Un planeta con un único habitante: un océano que cambia de textura y de intensidades.
A veces los destellos que emite son metálicos, a veces rosados, a veces amarillos, verdes y púrpura, conteniendo una calma de paisaje apacible, denso, aceitoso. Pero sus tormentas y convulsiones son imprevistas y generan olas monstruosas y enormes burbujas que se elevan al cielo pretendiendo expandir su masa o autorregenerarla, un movimiento que es un espectáculo en sí mismo y al que han llamado simetriada. Un océano —a esa conclusión llegaron los científicos— pensante, capaz de devolver materialmente figuras similares a las que sus aguas han captado. Similares, es importante aclararlo.

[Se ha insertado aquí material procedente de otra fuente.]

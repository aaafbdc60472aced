#![doc = include_str!("../README.md")]

mod server;

use clap::Parser;
use server::config::{CliArgs, ServerConfig};
use server::reminder::reminder_loop;
use server::service::{router, state::AppState};
use server::telemetry::init_telemetry;
use tokenq::SqliteStore;
use tokio::net::TcpListener;
use tokio::signal;
use tokio_util::sync::CancellationToken;

// Using mimalloc for better performance under contention, especially in musl
// environments.
#[global_allocator]
static GLOBAL: mimalloc::MiMalloc = mimalloc::MiMalloc;

#[tokio::main]
async fn main() -> anyhow::Result<()> {
    // Load from .env
    let _ = dotenvy::dotenv();
    let args = CliArgs::parse();
    let config = ServerConfig::try_from(args)?;

    let providers = init_telemetry()?;

    let store = SqliteStore::connect(&config.database_url, config.store).await?;
    if config.uses_dev_secret() {
        tracing::warn!("JWT_SECRET is not set; using the development secret");
    }

    let state = AppState::new(store.clone(), &config);
    let shutdown = CancellationToken::new();

    let reminders = config.reminder_interval.map(|every| {
        tokio::spawn(reminder_loop(
            store.clone(),
            state.notifier.clone(),
            every,
            shutdown.clone(),
        ))
    });

    let listener = TcpListener::bind(&config.server_addr).await?;
    log_startup_info(&config);

    axum::serve(listener, router(state))
        .with_graceful_shutdown(shutdown_signal(shutdown.clone()))
        .await?;

    // The signal handler cancels the token; make sure it is cancelled if the
    // server stopped for any other reason.
    shutdown.cancel();
    if let Some(task) = reminders {
        if tokio::time::timeout(config.shutdown_timeout, task).await.is_err() {
            tracing::warn!("reminder task did not stop in time");
        }
    }

    store.close().await;
    tracing::info!("Service shut down successfully");
    providers.shutdown();
    Ok(())
}

fn log_startup_info(config: &ServerConfig) {
    if cfg!(debug_assertions) {
        tracing::info!(
            "Starting token service on {} with database {} (reminders: {:?})",
            config.server_addr,
            config.database_url,
            config.reminder_interval
        );
    } else {
        tracing::info!("Starting token service on {}", config.server_addr);
    }
}

async fn shutdown_signal(shutdown: CancellationToken) {
    #[cfg(unix)]
    let terminate = async {
        match signal::unix::signal(signal::unix::SignalKind::terminate()) {
            Ok(mut stream) => {
                stream.recv().await;
            }
            Err(e) => {
                tracing::error!(error = %e, "failed to install SIGTERM handler");
                std::future::pending::<()>().await;
            }
        }
    };

    #[cfg(not(unix))]
    let terminate = std::future::pending::<()>();

    let ctrl_c = async {
        if let Err(e) = signal::ctrl_c().await {
            tracing::error!(error = %e, "failed to install Ctrl+C handler");
            std::future::pending::<()>().await;
        }
    };

    tokio::select! {
        () = ctrl_c => tracing::info!("Received Ctrl+C signal"),
        () = terminate => tracing::info!("Received SIGTERM signal"),
    }

    tracing::info!("Shutdown signal received, terminating gracefully...");
    shutdown.cancel();
}
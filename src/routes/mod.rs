use std::sync::Arc;

use adfoundry_contact::EmailDelivery;
use axum::{Router, http::StatusCode, response::IntoResponse, routing::get};

use crate::assets::AssetsService;
use crate::template::{NotFoundTemplate, Template};

mod contact;
mod health;
mod how_we_work;
mod index;
mod principles;
mod services;
mod why_choose_us;

#[derive(Clone)]
pub struct AppState {
    pub config: crate::config::Config,
    pub delivery: Arc<dyn EmailDelivery>,
}

pub async fn fallback(template: Template) -> impl IntoResponse {
    template.render_with_status(StatusCode::NOT_FOUND, NotFoundTemplate)
}

pub fn router(app_state: AppState) -> Router {
    Router::new()
        .route("/health", get(health::health))
        .route("/", get(index::page))
        .route("/services", get(services::page))
        .route("/services/{slug}", get(services::detail))
        .route("/principles", get(principles::page))
        .route("/how-we-work", get(how_we_work::page))
        .route("/why-choose-us", get(why_choose_us::page))
        .route("/contact", get(contact::page).post(contact::action))
        .route("/contact/form", get(contact::form))
        .nest_service("/static", AssetsService::new())
        .fallback(fallback)
        .with_state(app_state)
}
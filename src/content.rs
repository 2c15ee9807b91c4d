//! Copy for the marketing pages.

use adfoundry_contact::Service;

pub const TAGLINE: &str = "Ideas that sell, stories that stay";

pub struct ServiceDetail {
    pub service: Service,
    pub description: &'static str,
    /// Short list shown on the services overview.
    pub features: &'static [&'static str],
    pub intro: &'static str,
    pub capabilities: &'static [Capability],
    pub offerings: &'static [Section<Offering>],
    pub process: Option<Section<ProcessStep>>,
    pub case_study: Option<CaseStudy>,
    pub cta: CallToAction,
}

impl ServiceDetail {
    pub fn title(&self) -> &'static str {
        self.service.into()
    }

    pub fn slug(&self) -> &'static str {
        self.service.slug()
    }
}

pub struct Section<T: 'static> {
    pub heading: &'static str,
    pub entries: &'static [T],
}

/// Feature card on a service page.
pub struct Capability {
    pub title: &'static str,
    pub description: &'static str,
    pub benefits: &'static [&'static str],
}

/// A concrete deliverable, platform or content type. `items` may be empty.
pub struct Offering {
    pub title: &'static str,
    pub description: &'static str,
    pub items: &'static [&'static str],
}

pub struct ProcessStep {
    pub step: &'static str,
    pub title: &'static str,
    pub description: &'static str,
}

pub struct Metric {
    pub metric: &'static str,
    pub label: &'static str,
}

pub struct CaseStudy {
    pub heading: &'static str,
    pub summary: &'static str,
    pub metrics: &'static [Metric],
}

pub struct CallToAction {
    pub heading: &'static str,
    pub text: &'static str,
    pub label: &'static str,
}
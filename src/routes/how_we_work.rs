use axum::response::IntoResponse;

use crate::content::{WORKFLOW, WorkflowStep};
use crate::template::{Template, filters};

#[derive(askama::Template)]
#[template(path = "how-we-work.html")]
pub struct HowWeWorkTemplate {
    pub steps: &'static [WorkflowStep],
}

pub async fn page(template: Template) -> impl IntoResponse {
    template.render(HowWeWorkTemplate { steps: &WORKFLOW })
}
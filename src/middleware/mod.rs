pub mod cache;
pub mod minify;

pub use cache::cache_control_middleware;
pub use minify::minify_html_middleware;
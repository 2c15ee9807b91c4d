use std::sync::Arc;

use adfoundry_contact::EmailJsClient;
use anyhow::Result;
use axum::Router;
use tower_http::{compression::CompressionLayer, trace::TraceLayer};

use crate::config::Config;
use crate::routes::AppState;

/// Router with the middleware stack the server runs with.
pub fn app(state: AppState) -> Router {
    crate::routes::router(state)
        .layer(axum::middleware::from_fn(
            crate::middleware::cache_control_middleware,
        ))
        // Minify before compression
        .layer(axum::middleware::map_response(
            crate::middleware::minify_html_middleware,
        ))
        .layer(CompressionLayer::new().br(true).gzip(true))
        .layer(TraceLayer::new_for_http())
}

pub async fn serve(
    config: Config,
    host_override: Option<String>,
    port_override: Option<u16>,
) -> Result<()> {
    tracing::info!("Starting The Ad Foundry site...");

    let host = host_override.unwrap_or(config.server.host.to_owned());
    let port = port_override.unwrap_or(config.server.port);

    let missing = config.emailjs.delivery().missing();
    if !missing.is_empty() {
        tracing::warn!(
            missing = ?missing,
            "EmailJS is not fully configured, contact submissions will fail"
        );
    }

    let delivery = EmailJsClient::new(&config.emailjs.base_url, config.emailjs.timeout())?;
    tracing::info!(url = %delivery.send_url(), "EmailJS delivery ready");

    let state = AppState {
        config,
        delivery: Arc::new(delivery),
    };

    let addr = format!("{host}:{port}");
    let listener = tokio::net::TcpListener::bind(&addr).await?;
    tracing::info!("Server listening on {}", listener.local_addr()?);

    axum::serve(listener, app(state))
        .with_graceful_shutdown(shutdown_signal())
        .await?;

    tracing::info!("Graceful shutdown complete");

    Ok(())
}

async fn shutdown_signal() {
    let ctrl_c = async {
        if let Err(err) = tokio::signal::ctrl_c().await {
            tracing::error!(err = %err, "failed to listen for Ctrl+C");
            std::future::pending::<()>().await;
        }
    };

    #[cfg(unix)]
    let terminate = async {
        match tokio::signal::unix::signal(tokio::signal::unix::SignalKind::terminate()) {
            Ok(mut signal) => {
                signal.recv().await;
            }
            Err(err) => {
                tracing::error!(err = %err, "failed to install SIGTERM handler");
                std::future::pending::<()>().await;
            }
        }
    };

    #[cfg(not(unix))]
    let terminate = std::future::pending::<()>();

    tokio::select! {
        _ = ctrl_c => {
            tracing::info!("Received Ctrl+C signal");
        },
        _ = terminate => {
            tracing::info!("Received SIGTERM signal");
        },
    }

    tracing::info!("Starting graceful shutdown...");
}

Y a una prudente distancia se encuentra todavía, luego de muchos años, la estación espacial de los humanos, un disco de 200 metros de diámetro y cuatro pisos, cuya finalidad es investigar la extraña forma de vida, configuración y funcionamiento de ese misterioso océano-planeta.
Los humanos, que decidieron emprender viajes hacia otros mundos y sus posibles civilizaciones extraterrestres sin haber podido responder a las preguntas básicas sobre su propia naturaleza y oscuros recovecos, invirtieron años de estudio en este fenómeno. Enviaron expediciones científicas. Escrutaron de todas las formas concebibles al océano y las conclusiones —o intentos de explicación— se publicaron en cientos de libros y tratados. Hubo cantidad de debates y opiniones disímiles, y a ese cúmulo especulativo se le llamó solarística. En la investigación murieron 718 científicos y astronautas, entre la niebla, las tormentas y cataclismos producidos por el océano. Pero ahora que ha pasado el tiempo y los humanos han seguido su camino hacia otros puntos del universo de mayor interés, Solaris, el planeta o el océano, quedó relegado casi al olvido y la estación cuenta con solo tres tripulantes, y uno de ellos se ha suicidado. Los dos científicos restantes, Snaut y Sartorius, tienen comportamientos erráticos, siguen realizando pruebas o tal vez esperan el relevo. Con la finalidad de saber qué ocurre en la estación y qué pasos seguir —pasos que podrían incluir el envío de radiaciones al océano y suprimir de una vez por todas la solarística— llega el psicólogo Kris Kelvin. Y para su sorpresa verá que en la estación hay más tripulantes que los mencionados.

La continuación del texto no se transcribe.